I don’t want to tar a lot of interesting work with these comments; some of the “process” work I allude to above implicitly or explicitly grapples with the second set of problems I identify. Still, I’m less convinced by norm-constructivist triumphalism than I once was; I definitely don’t want to see it emerge as an excuse for short-circuting important debates about the importance of norms in world politics. In the final analysis, if norms don’t matter in the way constructivists think they do, there’s little point in focusing on extremely specific questions about their adoption and diffusion.

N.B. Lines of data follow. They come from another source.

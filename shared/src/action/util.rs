//! Geometry and targeting helpers used by several action kinds.

use crate::math::Vec3;
use crate::world::{EntityId, World, WorldQuery};

/// Half-width of a character's body, used for melee sweeps.
pub const BODY_HALF_WIDTH: f32 = 0.5;

/// A dash whose requested spot is closer than this uses facing instead.
const DASH_VERY_CLOSE_DISTANCE: f32 = 4.0;

/// Whether an attack from `character` with the given friendliness lands on
/// player characters (as opposed to NPCs).
pub fn hits_player_characters<W: WorldQuery + ?Sized>(world: &W, character: EntityId, is_friendly: bool) -> bool {
    is_friendly ^ world.is_npc(character)
}

/// Living characters on the requested side inside a forward melee sweep,
/// closest first.
pub fn detect_melee_foes<W: WorldQuery + ?Sized>(
    world: &W,
    character: EntityId,
    range: f32,
    hit_player_characters: bool,
) -> Vec<EntityId> {
    let (Some(origin), Some(facing)) = (world.position(character), world.facing(character)) else {
        return Vec::new();
    };
    world
        .box_cast(origin, facing, range, BODY_HALF_WIDTH)
        .into_iter()
        .filter(|&id| id != character && world.is_npc(id) != hit_player_characters)
        .collect()
}

/// Picks the foe a melee swing should land on: `preferred` if the sweep
/// reaches it, otherwise the closest damageable hit.
pub fn ideal_melee_foe<W: WorldQuery + ?Sized>(
    world: &W,
    character: EntityId,
    range: f32,
    hit_player_characters: bool,
    preferred: Option<EntityId>,
) -> Option<EntityId> {
    let mut found = None;
    for id in detect_melee_foes(world, character, range, hit_player_characters) {
        if world.is_alive(id) && (Some(id) == preferred || found.is_none()) {
            found = Some(id);
        }
    }
    found
}

/// Where a dash toward `target_spot` actually ends.
///
/// With `very_close_distance` set, a spot that is unset or within a few
/// meters is replaced by a point that far along the character's facing.
/// The result is clamped to `max_distance`, optionally stopped at the first
/// obstacle, and kept at the character's height.
pub fn dash_destination<W: WorldQuery + ?Sized>(
    world: &W,
    character: EntityId,
    target_spot: Vec3,
    stop_at_obstacles: bool,
    very_close_distance: Option<f32>,
    max_distance: Option<f32>,
) -> Vec3 {
    let origin = world.position(character).unwrap_or_default();
    let facing = world.facing(character).unwrap_or(Vec3::FORWARD);
    let mut destination = target_spot;

    if let Some(close) = very_close_distance {
        if destination == Vec3::ZERO || origin.distance(&destination) <= DASH_VERY_CLOSE_DISTANCE {
            destination = origin + facing * close;
        }
    }

    if let Some(max) = max_distance {
        let distance = origin.distance(&destination);
        if distance > max {
            destination = destination.move_towards(&origin, distance - max);
        }
    }

    if stop_at_obstacles {
        if let Some(hit) = world.raycast_obstacle(origin, destination) {
            destination = hit;
        }
    }

    destination.y = origin.y;
    destination
}

/// Fraction of the charge-up completed, in `[0, 1]`.
///
/// Once charging has stopped, the fraction is frozen at the stop time.
pub fn percent_charged_up(
    stopped_charging_time: Option<f32>,
    time_running: f32,
    time_started: f32,
    exec_time: f32,
) -> f32 {
    let charging_for = match stopped_charging_time {
        Some(stopped) => stopped - time_started,
        None => time_running,
    };
    if exec_time <= 0.0 {
        return 1.0;
    }
    (charging_for / exec_time).clamp(0.0, 1.0)
}

/// Turns `character` to face `target` on the ground plane.
pub fn face_entity(world: &mut dyn World, character: EntityId, target: EntityId) {
    let (Some(ours), Some(theirs)) = (world.position(character), world.position(target)) else {
        return;
    };
    let mut point = theirs;
    point.y = ours.y;
    if point != ours {
        world.look_at(character, point);
    }
}
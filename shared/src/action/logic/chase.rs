use super::ActionBehavior;
use crate::action::{ActionContext, ActionCore};
use crate::world::EntityId;
use log::debug;

/// Walks toward the first target until within `data.amount` of it.
///
/// Synthesized ahead of actions that asked to close distance first.
#[derive(Debug, Default)]
pub struct ChaseAction {
    target: Option<EntityId>,
}

impl ChaseAction {
    /// Stops the chase once the target is gone or within reach.
    fn stop_if_done(&mut self, core: &mut ActionCore, ctx: &mut ActionContext<'_>) -> bool {
        let target_pos = self.target.and_then(|t| ctx.world.position(t));
        let (Some(target_pos), Some(our_pos)) = (target_pos, ctx.world.position(ctx.character)) else {
            self.cancel(core, ctx);
            return true;
        };

        let reach = core.data.amount;
        if reach * reach > our_pos.distance_squared(&target_pos) {
            self.cancel(core, ctx);
            // face the target even when no movement was needed
            ctx.world.look_at(ctx.character, target_pos);
            return true;
        }
        false
    }
}

impl ActionBehavior for ChaseAction {
    fn on_start(&mut self, core: &mut ActionCore, ctx: &mut ActionContext<'_>) -> bool {
        let target = core.data.primary_target().filter(|&t| ctx.world.exists(t));
        let Some(target) = target else {
            debug!("Chase by {} has no target to follow", ctx.character);
            return false;
        };
        self.target = Some(target);

        if self.stop_if_done(core, ctx) {
            return false;
        }
        ctx.world.follow(ctx.character, target);
        true
    }

    fn on_update(&mut self, core: &mut ActionCore, ctx: &mut ActionContext<'_>) -> bool {
        if self.stop_if_done(core, ctx) {
            return false;
        }
        if let Some(target) = self.target {
            if !ctx.world.is_performing_forced_movement(ctx.character) {
                ctx.world.follow(ctx.character, target);
            }
        }
        true
    }

    fn cancel(&mut self, _core: &mut ActionCore, ctx: &mut ActionContext<'_>) {
        if !ctx.world.is_performing_forced_movement(ctx.character) {
            ctx.world.cancel_move(ctx.character);
        }
    }
}

#[cfg(test)]
mod tests {
    use super::super::test_world::{make_action, start, Event, TestWorld};
    use crate::action::{ActionRequestData, GENERAL_CHASE};
    use crate::math::Vec3;

    fn chase_to(target: u64, amount: f32) -> ActionRequestData {
        let mut data = ActionRequestData::new(GENERAL_CHASE).with_targets(vec![target]);
        data.amount = amount;
        data
    }

    #[test]
    fn test_follows_until_within_reach() {
        let mut world = TestWorld::new();
        let tank = world.spawn_player(Vec3::ZERO);
        let imp = world.spawn_npc(Vec3::new(0.0, 0.0, 10.0));
        let mut action = make_action(chase_to(imp, 2.0));

        assert!(start(&mut world, &mut action, tank, 0.0));
        assert!(world.has(&Event::Follow { id: tank, target: imp }));

        world.body_mut(tank).position = Vec3::new(0.0, 0.0, 8.5);
        assert!(!action.on_update(&mut world.ctx(tank, 1.0)));
        assert!(world.has(&Event::CancelMove(tank)));
    }

    #[test]
    fn test_already_in_reach_declines_but_faces_target() {
        let mut world = TestWorld::new();
        let tank = world.spawn_player(Vec3::ZERO);
        let imp = world.spawn_npc(Vec3::new(1.0, 0.0, 0.0));
        let mut action = make_action(chase_to(imp, 2.0));

        assert!(!start(&mut world, &mut action, tank, 0.0));
        assert_eq!(world.body(tank).facing, Vec3::new(1.0, 0.0, 0.0));
    }

    #[test]
    fn test_missing_target_declines() {
        let mut world = TestWorld::new();
        let tank = world.spawn_player(Vec3::ZERO);
        let mut action = make_action(chase_to(999, 2.0));

        assert!(!start(&mut world, &mut action, tank, 0.0));
        assert!(world.events.is_empty());
    }

    #[test]
    fn test_vanished_target_stops_chase() {
        let mut world = TestWorld::new();
        let tank = world.spawn_player(Vec3::ZERO);
        let imp = world.spawn_npc(Vec3::new(0.0, 0.0, 10.0));
        let mut action = make_action(chase_to(imp, 2.0));
        start(&mut world, &mut action, tank, 0.0);

        world.bodies.remove(&imp);
        assert!(!action.on_update(&mut world.ctx(tank, 0.5)));
    }
}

Thoughts? After all it isn’t like I’ve got a paper sitting around dealing with some of these issues or anything :-).
1Peter Katzenstein, “The Culture of National Security: Norms and Identity in World Politics, p. 5.
2Martha Finnemore and Katheryn Sikkink, “International Norm Dynamics and Political Change”, International Organization, 52,4 (1998), pp. 891-892.
3Andrew P. Cortell and James W. Davis, Jr. “When Norms Clash: International Norms, Domestic Practices, and Japan’s Internalisation of the GATT/WTO ” Review of International Studies 31,1 (January 2005), p. 3.